- _What to produce_
Output, please, exactly those lines of the listing that come before the line with "use alloc::string::String;", along with that line itself.

- _Records shown_
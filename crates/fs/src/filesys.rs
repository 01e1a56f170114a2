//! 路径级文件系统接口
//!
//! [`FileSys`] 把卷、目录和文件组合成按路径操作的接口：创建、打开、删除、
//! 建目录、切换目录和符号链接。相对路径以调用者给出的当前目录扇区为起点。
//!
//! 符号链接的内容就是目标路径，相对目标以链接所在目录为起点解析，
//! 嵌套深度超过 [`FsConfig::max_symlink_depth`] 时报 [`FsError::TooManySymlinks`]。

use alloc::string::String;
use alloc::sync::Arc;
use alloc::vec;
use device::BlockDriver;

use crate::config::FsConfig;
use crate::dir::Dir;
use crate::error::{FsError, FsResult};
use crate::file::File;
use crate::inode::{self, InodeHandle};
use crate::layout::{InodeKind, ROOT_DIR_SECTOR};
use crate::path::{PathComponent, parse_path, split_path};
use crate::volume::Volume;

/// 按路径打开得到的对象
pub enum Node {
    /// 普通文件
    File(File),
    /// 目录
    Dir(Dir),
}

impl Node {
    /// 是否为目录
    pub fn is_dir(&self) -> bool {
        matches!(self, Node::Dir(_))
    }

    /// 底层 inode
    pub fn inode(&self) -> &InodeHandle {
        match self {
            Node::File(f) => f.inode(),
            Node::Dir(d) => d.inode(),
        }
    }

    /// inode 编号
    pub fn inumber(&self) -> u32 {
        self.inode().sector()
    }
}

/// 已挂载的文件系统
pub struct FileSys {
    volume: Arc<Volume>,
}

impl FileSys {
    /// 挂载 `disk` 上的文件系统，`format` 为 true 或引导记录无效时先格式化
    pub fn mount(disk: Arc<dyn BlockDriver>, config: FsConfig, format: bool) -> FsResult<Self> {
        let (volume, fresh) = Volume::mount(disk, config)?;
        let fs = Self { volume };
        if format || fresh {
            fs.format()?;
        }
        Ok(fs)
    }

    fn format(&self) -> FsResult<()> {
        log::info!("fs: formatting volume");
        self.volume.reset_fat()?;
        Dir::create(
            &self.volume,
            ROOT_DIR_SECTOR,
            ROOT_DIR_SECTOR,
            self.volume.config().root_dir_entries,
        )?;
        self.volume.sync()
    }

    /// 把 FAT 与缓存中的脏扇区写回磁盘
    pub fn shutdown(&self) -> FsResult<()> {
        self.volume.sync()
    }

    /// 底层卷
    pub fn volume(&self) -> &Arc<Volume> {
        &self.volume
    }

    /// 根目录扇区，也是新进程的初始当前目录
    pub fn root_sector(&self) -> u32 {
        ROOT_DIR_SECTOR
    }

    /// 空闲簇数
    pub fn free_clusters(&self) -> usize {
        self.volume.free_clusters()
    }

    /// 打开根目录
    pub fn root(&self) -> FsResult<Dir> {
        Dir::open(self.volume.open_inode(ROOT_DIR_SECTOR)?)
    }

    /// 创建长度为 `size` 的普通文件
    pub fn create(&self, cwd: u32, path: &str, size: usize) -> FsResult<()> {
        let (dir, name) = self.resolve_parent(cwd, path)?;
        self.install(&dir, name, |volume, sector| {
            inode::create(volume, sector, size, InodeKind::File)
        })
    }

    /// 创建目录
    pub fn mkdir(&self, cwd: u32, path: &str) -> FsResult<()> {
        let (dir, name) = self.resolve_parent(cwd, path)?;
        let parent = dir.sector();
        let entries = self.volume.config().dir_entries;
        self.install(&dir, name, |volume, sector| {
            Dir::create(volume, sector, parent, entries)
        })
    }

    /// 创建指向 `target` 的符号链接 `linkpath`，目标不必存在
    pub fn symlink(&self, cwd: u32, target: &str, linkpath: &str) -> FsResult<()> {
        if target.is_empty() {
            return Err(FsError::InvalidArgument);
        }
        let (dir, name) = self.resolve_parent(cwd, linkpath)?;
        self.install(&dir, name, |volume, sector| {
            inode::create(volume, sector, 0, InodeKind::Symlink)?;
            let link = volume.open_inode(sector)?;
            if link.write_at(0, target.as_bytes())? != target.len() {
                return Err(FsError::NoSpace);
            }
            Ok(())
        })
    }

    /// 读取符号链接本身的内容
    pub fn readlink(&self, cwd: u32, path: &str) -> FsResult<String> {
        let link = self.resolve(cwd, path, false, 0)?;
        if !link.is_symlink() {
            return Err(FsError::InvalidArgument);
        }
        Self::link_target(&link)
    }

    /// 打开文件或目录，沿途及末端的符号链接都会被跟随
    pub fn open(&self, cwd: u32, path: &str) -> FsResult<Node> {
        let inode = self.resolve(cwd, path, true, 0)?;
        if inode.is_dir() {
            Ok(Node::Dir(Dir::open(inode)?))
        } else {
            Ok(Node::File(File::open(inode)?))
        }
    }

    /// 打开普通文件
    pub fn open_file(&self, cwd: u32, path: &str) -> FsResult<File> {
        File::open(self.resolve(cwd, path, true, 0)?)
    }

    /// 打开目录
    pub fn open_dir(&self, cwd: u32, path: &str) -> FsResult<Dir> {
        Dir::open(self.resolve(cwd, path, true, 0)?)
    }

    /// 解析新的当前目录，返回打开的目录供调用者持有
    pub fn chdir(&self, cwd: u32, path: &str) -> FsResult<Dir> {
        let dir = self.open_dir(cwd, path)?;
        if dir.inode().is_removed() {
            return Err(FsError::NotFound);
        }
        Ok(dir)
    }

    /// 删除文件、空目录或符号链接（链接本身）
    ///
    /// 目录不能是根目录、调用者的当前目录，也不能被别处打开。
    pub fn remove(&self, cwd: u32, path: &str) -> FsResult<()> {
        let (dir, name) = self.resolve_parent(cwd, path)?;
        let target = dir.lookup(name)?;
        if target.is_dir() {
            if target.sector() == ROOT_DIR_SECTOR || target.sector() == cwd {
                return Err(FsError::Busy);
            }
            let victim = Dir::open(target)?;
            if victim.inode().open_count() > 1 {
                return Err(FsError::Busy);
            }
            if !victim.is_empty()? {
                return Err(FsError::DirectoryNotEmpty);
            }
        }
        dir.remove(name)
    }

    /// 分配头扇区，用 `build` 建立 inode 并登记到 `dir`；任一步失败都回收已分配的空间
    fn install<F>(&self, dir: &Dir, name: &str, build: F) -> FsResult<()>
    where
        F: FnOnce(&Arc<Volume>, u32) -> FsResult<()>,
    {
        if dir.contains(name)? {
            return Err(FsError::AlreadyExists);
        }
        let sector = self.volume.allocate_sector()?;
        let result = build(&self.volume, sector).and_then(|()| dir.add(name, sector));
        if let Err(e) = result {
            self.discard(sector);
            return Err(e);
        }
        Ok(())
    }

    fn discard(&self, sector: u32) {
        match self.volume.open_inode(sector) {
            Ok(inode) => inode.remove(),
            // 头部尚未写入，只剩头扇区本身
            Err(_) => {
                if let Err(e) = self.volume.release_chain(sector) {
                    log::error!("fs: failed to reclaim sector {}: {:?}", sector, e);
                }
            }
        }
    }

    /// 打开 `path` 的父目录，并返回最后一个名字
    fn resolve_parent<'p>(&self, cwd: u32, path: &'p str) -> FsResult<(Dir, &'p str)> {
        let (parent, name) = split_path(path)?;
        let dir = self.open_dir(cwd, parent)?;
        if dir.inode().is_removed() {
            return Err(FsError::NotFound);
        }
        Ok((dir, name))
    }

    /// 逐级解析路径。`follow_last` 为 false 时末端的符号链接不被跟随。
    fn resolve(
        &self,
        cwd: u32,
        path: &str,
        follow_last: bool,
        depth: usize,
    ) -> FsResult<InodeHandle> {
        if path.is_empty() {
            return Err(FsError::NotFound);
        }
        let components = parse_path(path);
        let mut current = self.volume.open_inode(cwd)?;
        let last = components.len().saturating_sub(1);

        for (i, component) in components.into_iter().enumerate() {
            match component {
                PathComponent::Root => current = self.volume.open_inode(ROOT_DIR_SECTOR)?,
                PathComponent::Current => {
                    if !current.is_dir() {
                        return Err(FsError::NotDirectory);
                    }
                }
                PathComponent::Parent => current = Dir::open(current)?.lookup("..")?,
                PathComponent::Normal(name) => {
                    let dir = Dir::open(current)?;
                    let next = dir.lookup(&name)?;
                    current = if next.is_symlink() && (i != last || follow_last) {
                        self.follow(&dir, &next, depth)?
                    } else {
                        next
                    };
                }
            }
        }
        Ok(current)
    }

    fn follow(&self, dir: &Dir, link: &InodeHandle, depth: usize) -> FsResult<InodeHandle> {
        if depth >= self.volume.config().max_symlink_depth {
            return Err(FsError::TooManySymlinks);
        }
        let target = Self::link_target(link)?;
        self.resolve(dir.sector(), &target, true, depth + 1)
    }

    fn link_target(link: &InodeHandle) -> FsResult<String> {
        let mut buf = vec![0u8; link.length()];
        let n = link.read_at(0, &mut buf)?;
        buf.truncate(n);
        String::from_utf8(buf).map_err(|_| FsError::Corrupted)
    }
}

- _Result for this task_
filename crates/fs/src/filesys.rs
repository 01e1a56f170114a2
//! 路径级文件系统接口
//!
//! [`FileSys`] 把卷、目录和文件组合成按路径操作的接口：创建、打开、删除、
//! 建目录、切换目录和符号链接。相对路径以调用者给出的当前目录扇区为起点。
//!
//! 符号链接的内容就是目标路径，相对目标以链接所在目录为起点解析，
//! 嵌套深度超过 [`FsConfig::max_symlink_depth`] 时报 [`FsError::TooManySymlinks`]。

use alloc::string::String;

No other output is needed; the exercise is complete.